I ran into an interesting situation recently where one of our standard cleanup scripts of Oracle tracefiles, logs, etc. could not find an entry in /etc/oratab even though it was there. The problem was that "grep" didn't know what color $ORACLE_SID was.
Obviously $ORACLE_SID isn't set to a specific color but when you color options with "grep" those special characters that display colors can come back to bite you. For example, lets say you have are using ASM for an Oracle database and want to switch your environment to point to that ASM instance and do so programmatically. The following shows the instance exists and is also defined in "/etc/oratab":
% ps -fu oracle | grep asm_smon_ | grep -v grep oracle 9234 1 0 2017 ? 00:14:39 asm_smon_+ASM % grep "^+ASM" /etc/oratab +ASM:/grid/app/12.1.0/oracle:N # line added by Agent
To switch the environment in a script you can simply tell "oraenv" to not prompt for input after you set $ORACLE_SID:
% cat x.sh export ORAENV_ASK="NO" export ORACLE_SID=`grep "^+ASM" /etc/oratab | cut -d\: -f1` . oraenv
And when running the simple script:
% chmod +x x.sh % x.sh ORACLE_HOME = [/dnbusr1/oracle] ?
Wait! I validated that the instance I was going to use, "+ASM", existed in "/etc/oratab". Why couldn't "oraenv" find the value?
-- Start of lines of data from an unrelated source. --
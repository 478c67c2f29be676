//! Command line interface of the `hotel-records` binary.

use std::path::PathBuf;

use chrono::NaiveDate;
use clap::{Parser, Subcommand};

use crate::{
    config::{DEFAULT_CUSTOMERS_FILE, DEFAULT_HOTELS_FILE, DEFAULT_RESERVATIONS_FILE, StorePaths},
    domain::{CustomerId, HotelId, Price, ReservationId, RoomNumber, ValueObjectError},
};

/// Top-level CLI parser for the `hotel-records` binary.
#[derive(Debug, Parser)]
#[command(name = "hotel-records", version, about = "Hotel Reservation System")]
pub struct Cli {
    #[command(subcommand)]
    pub command: Commands,

    /// Path to the hotels JSON file
    #[arg(long, global = true, env = "FLATFILE_HOTELS", default_value = DEFAULT_HOTELS_FILE)]
    pub hotels: PathBuf,

    /// Path to the customers JSON file
    #[arg(long, global = true, env = "FLATFILE_CUSTOMERS", default_value = DEFAULT_CUSTOMERS_FILE)]
    pub customers: PathBuf,

    /// Path to the reservations JSON file
    #[arg(
        long,
        global = true,
        env = "FLATFILE_RESERVATIONS",
        default_value = DEFAULT_RESERVATIONS_FILE
    )]
    pub reservations: PathBuf,
}

impl Cli {
    /// Store locations selected on the command line.
    #[must_use]
    pub fn store_paths(&self) -> StorePaths {
        StorePaths {
            hotels: self.hotels.clone(),
            customers: self.customers.clone(),
            reservations: self.reservations.clone(),
        }
    }
}

#[derive(Debug, Subcommand)]
pub enum Commands {
    /// Manage hotels.
    Hotel {
        #[command(subcommand)]
        action: HotelCommands,
    },
    /// Manage customers.
    Customer {
        #[command(subcommand)]
        action: CustomerCommands,
    },
    /// Manage reservations.
    Reservation {
        #[command(subcommand)]
        action: ReservationCommands,
    },
    /// Run the built-in store checks in a scratch directory.
    SelfTest,
}

/// Hotel commands.
#[derive(Debug, Subcommand)]
pub enum HotelCommands {
    /// Create a hotel.
    Create {
        /// Hotel ID (generated when omitted)
        #[arg(long, value_parser = parse_value::<HotelId>)]
        id: Option<HotelId>,
        #[arg(long)]
        name: String,
        #[arg(long)]
        address: String,
        /// Room and nightly price, repeatable
        #[arg(long = "room", value_name = "NUMBER=PRICE", value_parser = parse_room)]
        rooms: Vec<(RoomNumber, Price)>,
    },
    /// Delete a hotel.
    Delete { id: String },
    /// Display a hotel.
    Show { id: String },
    /// Update some fields of a hotel.
    Update {
        id: String,
        #[arg(long)]
        name: Option<String>,
        #[arg(long)]
        address: Option<String>,
        /// Replaces the whole room table when given
        #[arg(long = "room", value_name = "NUMBER=PRICE", value_parser = parse_room)]
        rooms: Vec<(RoomNumber, Price)>,
    },
    /// Check that a room can be reserved.
    ReserveRoom {
        hotel_id: String,
        #[arg(value_parser = parse_value::<RoomNumber>)]
        room_number: RoomNumber,
    },
    /// Check that a room reservation can be cancelled.
    CancelRoom {
        hotel_id: String,
        #[arg(value_parser = parse_value::<RoomNumber>)]
        room_number: RoomNumber,
    },
}

/// Customer commands.
#[derive(Debug, Subcommand)]
pub enum CustomerCommands {
    /// Create a customer.
    Create {
        /// Customer ID (generated when omitted)
        #[arg(long, value_parser = parse_value::<CustomerId>)]
        id: Option<CustomerId>,
        #[arg(long)]
        name: String,
        #[arg(long)]
        email: String,
        #[arg(long)]
        phone: String,
    },
    /// Delete a customer.
    Delete { id: String },
    /// Display a customer.
    Show { id: String },
    /// Update some fields of a customer.
    Update {
        id: String,
        #[arg(long)]
        name: Option<String>,
        #[arg(long)]
        email: Option<String>,
        #[arg(long)]
        phone: Option<String>,
    },
}

/// Reservation commands.
#[derive(Debug, Subcommand)]
pub enum ReservationCommands {
    /// Create a reservation.
    Create {
        /// Reservation ID (generated when omitted)
        #[arg(long, value_parser = parse_value::<ReservationId>)]
        id: Option<ReservationId>,
        #[arg(long, value_parser = parse_value::<CustomerId>)]
        customer: CustomerId,
        #[arg(long, value_parser = parse_value::<HotelId>)]
        hotel: HotelId,
        #[arg(long, value_parser = parse_value::<RoomNumber>)]
        room: RoomNumber,
        /// Check-in date (YYYY-MM-DD)
        #[arg(long)]
        check_in: NaiveDate,
        /// Check-out date (YYYY-MM-DD)
        #[arg(long)]
        check_out: NaiveDate,
    },
    /// Cancel (delete) a reservation.
    Cancel { id: String },
    /// Display a reservation.
    Show { id: String },
    /// Update some fields of a reservation.
    Update {
        id: String,
        #[arg(long, value_parser = parse_value::<CustomerId>)]
        customer: Option<CustomerId>,
        #[arg(long, value_parser = parse_value::<HotelId>)]
        hotel: Option<HotelId>,
        #[arg(long, value_parser = parse_value::<RoomNumber>)]
        room: Option<RoomNumber>,
        #[arg(long)]
        check_in: Option<NaiveDate>,
        #[arg(long)]
        check_out: Option<NaiveDate>,
    },
}

/// Parse a validated value object from an argument.
fn parse_value<T>(s: &str) -> Result<T, String>
where
    T: TryFrom<String, Error = ValueObjectError>,
{
    T::try_from(s.to_string()).map_err(|e| e.to_string())
}

/// Parse `NUMBER=PRICE`, e.g. `101=120.5`.
fn parse_room(s: &str) -> Result<(RoomNumber, Price), String> {
    let (number, price) = s
        .split_once('=')
        .ok_or_else(|| format!("expected NUMBER=PRICE, got '{s}'"))?;
    let number = RoomNumber::new(number.trim().to_string()).map_err(|e| e.to_string())?;
    let price = price.parse::<Price>().map_err(|e| e.to_string())?;
    Ok((number, price))
}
At first when I tried debugging, by making a copy of "/usr/local/bin/oraenv" and in that local copy I added "set -x", then re-running my script to see what was going on, I didn't see the problem:
% x.sh +++ SILENT= +++ '[' 0 -gt 0 ']' +++ case ${ORACLE_TRACE:-""} in +++ N= +++ C= +++ echo '\c' +++ grep c +++ N=-n +++ '[' /ora01/app/oracle/product/12.1.0/db_1 = 0 ']' +++ OLDHOME=/ora01/app/oracle/product/12.1.0/db_1 +++ case ${ORAENV_ASK:-""} in +++ NEWSID="^+ASM" +++ export ORACLE_SID ++++ dbhome "^+ASM" +++ ORAHOME=/dnbusr1/oracle +++ case $? in +++ echo -n 'ORACLE_HOME = [/dnbusr1/oracle] ? ' ORACLE_HOME = [/dnbusr1/oracle] ? +++ read NEWHOME
Just for yucks I decided to send the output to a logfile and review the results in "vi" and sure enough, that helped identify the problem:
% x.sh 1>x.log 2>&1 % vi x.log +++ SILENT= +++ case ${ORACLE_TRACE:-""} in +++ N= +++ C= +++ echo '\c' +++ grep c +++ N=-n +++ '[' /grid/app/11.2.0.4/oracle = 0 ']' +++ OLDHOME=/grid/app/11.2.0.4/oracle +++ case ${ORAENV_ASK:-""} in +++ NEWSID='^[[01;31m^[[K+ASM^[[m^[[K1' +++ export ORACLE_SID ++++ dbhome '^[[01;31m^[[K+ASM^[[m^[[K1'
The highlighted escape sequences are adding color to the string. And why would that be done? Because someone had added color options to "grep", using "export GREP_OPTIONS="--color=always" ". In my script I used "grep" to find the Oracle instance (in case the environment I was working on had a different value such as a cluster) and the color escape sequences were stored in the variable with the string.
So is there a happy medium where you can use colors to help identify found strings yet not have those colors interfere in cases like I described above? Yes, for the most part. The best option would be to use "--color" or "--color=auto". In either case ("auto" is the default) color is added only when standard output is connected to a terminal, to partially quote the "man" page for "ls". In other words, a command like "grep "^+ASM" /etc/oratab" would include color whereas "grep "^+ASM" /etc/oratab | cut -d\: -f1" would not because output is piped.